§ **To do**
Please repeat, unchanged, the lines at the top of the listing below, ending with the one that has "for multi-operation documents.".

§ **Information given**

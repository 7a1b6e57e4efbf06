//! Axum HTTP handlers for the GraphQL endpoint.
//!
//! This module provides the HTTP handlers for GraphQL requests:
//! - `POST /graphql` - Execute a GraphQL operation
//! - `GET /graphql` - Execute via URL params, or serve GraphiQL when no
//!   `query` param is given and the playground is enabled
//!
//! The inbound `authorization` header is normalized into a bearer credential
//! and placed in the per-request context so every resolver forwards it
//! upstream.

use async_graphql::http::GraphiQLSource;
use async_graphql::{Request, Response, Variables};
use axum::Json;
use axum::extract::{Query, State};
use axum::http::{HeaderMap, StatusCode, header};
use axum::response::{Html, IntoResponse};
use serde::{Deserialize, Serialize};
use tracing::debug;

use crate::context::{GraphQLContext, UNKNOWN_REQUEST_ID};
use crate::credential::extract_bearer;
use crate::schema::GatewaySchema;

/// Path the GraphQL endpoint is mounted on.
pub const GRAPHQL_PATH: &str = "/graphql";

/// State shared across GraphQL handlers.
#[derive(Clone)]
pub struct GraphQLState {
    pub schema: GatewaySchema,

    /// Serve GraphiQL on `GET /graphql` without a query.
    pub playground: bool,
}

/// GraphQL request body.
#[derive(Debug, Deserialize)]
pub struct GraphQLRequest {
    /// The GraphQL query string.
    pub query: String,

    /// Optional operation name for multi-operation documents.
    #[serde(rename = "operationName")]
    pub operation_name: Option<String>,

    /// Optional variables for the query.
    pub variables: Option<serde_json::Value>,
}

/// Query parameters for GET requests.
#[derive(Debug, Deserialize)]
pub struct GraphQLQueryParams {
    pub query: Option<String>,

    #[serde(rename = "operationName")]
    pub operation_name: Option<String>,

    /// Optional variables (JSON string).
    pub variables: Option<String>,
}

/// Standard GraphQL response envelope.
#[derive(Debug, Serialize)]
pub struct GraphQLResponse {
    pub data: serde_json::Value,

    #[serde(skip_serializing_if = "Vec::is_empty")]
    pub errors: Vec<serde_json::Value>,
}

impl From<Response> for GraphQLResponse {
    fn from(resp: Response) -> Self {
        let data = serde_json::to_value(&resp.data).unwrap_or(serde_json::Value::Null);
        let errors = resp
            .errors
            .iter()
            .map(|e| serde_json::to_value(e).unwrap_or_else(|_| serde_json::json!({"message": e.message})))
            .collect();

        Self { data, errors }
    }
}

/// Handles POST requests to `/graphql`.
pub async fn graphql_handler(
    State(state): State<GraphQLState>,
    headers: HeaderMap,
    Json(request): Json<GraphQLRequest>,
) -> impl IntoResponse {
    execute_graphql(&state, &headers, request).await.into_response()
}

/// Handles GET requests to `/graphql`.
///
/// With a `query` param the operation is executed; without one the GraphiQL
/// playground is served if enabled.
pub async fn graphql_handler_get(
    State(state): State<GraphQLState>,
    headers: HeaderMap,
    Query(params): Query<GraphQLQueryParams>,
) -> impl IntoResponse {
    if params.query.is_none() {
        if state.playground {
            return Html(playground_html()).into_response();
        }
        return error_response(StatusCode::NOT_FOUND, "GraphQL playground is disabled")
            .into_response();
    }

    let request = match params_to_request(params) {
        Ok(req) => req,
        Err(e) => {
            return error_response(StatusCode::BAD_REQUEST, &format!("Invalid variables: {e}"))
                .into_response();
        }
    };

    execute_graphql(&state, &headers, request).await.into_response()
}

/// Returns the GraphiQL page pointed at the GraphQL endpoint.
#[must_use]
pub fn playground_html() -> String {
    GraphiQLSource::build().endpoint(GRAPHQL_PATH).finish()
}

/// Executes a GraphQL request.
async fn execute_graphql(
    state: &GraphQLState,
    headers: &HeaderMap,
    request: GraphQLRequest,
) -> impl IntoResponse {
    let request_id = headers
        .get("x-request-id")
        .and_then(|v| v.to_str().ok())
        .unwrap_or(UNKNOWN_REQUEST_ID)
        .to_string();

    let credential = extract_bearer(headers);
    debug!(
        request_id = %request_id,
        authenticated = credential.is_some(),
        operation = ?request.operation_name,
        "Processing GraphQL request"
    );

    let context = GraphQLContext::new(credential, request_id);

    let mut gql_request = Request::new(request.query);
    if let Some(op_name) = request.operation_name {
        gql_request = gql_request.operation_name(op_name);
    }
    if let Some(vars) = request.variables {
        gql_request = gql_request.variables(Variables::from_json(vars));
    }
    gql_request = gql_request.data(context);

    let response = state.schema.execute(gql_request).await;
    if response.is_err() {
        debug!(errors = response.errors.len(), "GraphQL request completed with errors");
    }

    // GraphQL always returns 200 OK, errors travel in the body
    (
        StatusCode::OK,
        [(header::CONTENT_TYPE, "application/json")],
        Json(GraphQLResponse::from(response)),
    )
        .into_response()
}

/// Converts GET query params to a GraphQL request.
fn params_to_request(params: GraphQLQueryParams) -> Result<GraphQLRequest, serde_json::Error> {
    let variables = if let Some(vars_str) = params.variables {
        Some(serde_json::from_str(&vars_str)?)
    } else {
        None
    };

    Ok(GraphQLRequest {
        query: params.query.unwrap_or_default(),
        operation_name: params.operation_name,
        variables,
    })
}

/// Returns a non-GraphQL error response in the standard envelope.
fn error_response(status: StatusCode, message: &str) -> impl IntoResponse {
    let body = serde_json::json!({
        "errors": [{ "message": message }]
    });

    (status, [(header::CONTENT_TYPE, "application/json")], Json(body))
}

#[cfg(test)]
mod tests {
    use super::*;

    #[test]
    fn test_graphql_request_deserialize() {
        let json = r#"{
            "query": "{ users { id } }",
            "operationName": "ListUsers",
            "variables": {"foo": "bar"}
        }"#;

        let request: GraphQLRequest = serde_json::from_str(json).unwrap();
        assert_eq!(request.query, "{ users { id } }");
        assert_eq!(request.operation_name, Some("ListUsers".to_string()));
        assert!(request.variables.is_some());
    }

    #[test]
    fn test_graphql_request_minimal() {
        let json = r#"{"query": "{ users { id } }"}"#;

        let request: GraphQLRequest = serde_json::from_str(json).unwrap();
        assert!(request.operation_name.is_none());
        assert!(request.variables.is_none());
    }

    #[test]
    fn test_params_to_request() {
        let params = GraphQLQueryParams {
            query: Some("query($id: ID!) { user(id: $id) { id } }".to_string()),
            operation_name: None,
            variables: Some(r#"{"id": "42"}"#.to_string()),
        };

        let request = params_to_request(params).unwrap();
        assert_eq!(request.variables, Some(serde_json::json!({"id": "42"})));
    }

    #[test]
    fn test_params_to_request_invalid_variables() {
        let params = GraphQLQueryParams {
            query: Some("{ users { id } }".to_string()),
            operation_name: None,
            variables: Some("not valid json".to_string()),
        };

        assert!(params_to_request(params).is_err());
    }

    #[test]
    fn test_playground_points_at_endpoint() {
        let html = playground_html();
        assert!(html.contains(GRAPHQL_PATH));
    }
}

§ **Answer to the exercise**
repository 7a1b6e57e4efbf06
//! Axum HTTP handlers for the GraphQL endpoint.
//!
//! This module provides the HTTP handlers for GraphQL requests:
//! - `POST /graphql` - Execute a GraphQL operation
//! - `GET /graphql` - Execute via URL params, or serve GraphiQL when no
//!   `query` param is given and the playground is enabled
//!
//! The inbound `authorization` header is normalized into a bearer credential
//! and placed in the per-request context so every resolver forwards it
//! upstream.

use async_graphql::http::GraphiQLSource;
use async_graphql::{Request, Response, Variables};
use axum::Json;
use axum::extract::{Query, State};
use axum::http::{HeaderMap, StatusCode, header};
use axum::response::{Html, IntoResponse};
use serde::{Deserialize, Serialize};
use tracing::debug;

use crate::context::{GraphQLContext, UNKNOWN_REQUEST_ID};
use crate::credential::extract_bearer;
use crate::schema::GatewaySchema;

/// Path the GraphQL endpoint is mounted on.
pub const GRAPHQL_PATH: &str = "/graphql";

/// State shared across GraphQL handlers.
#[derive(Clone)]
pub struct GraphQLState {
    pub schema: GatewaySchema,

    /// Serve GraphiQL on `GET /graphql` without a query.
    pub playground: bool,
}

/// GraphQL request body.
#[derive(Debug, Deserialize)]
pub struct GraphQLRequest {
    /// The GraphQL query string.
    pub query: String,

    /// Optional operation name for multi-operation documents.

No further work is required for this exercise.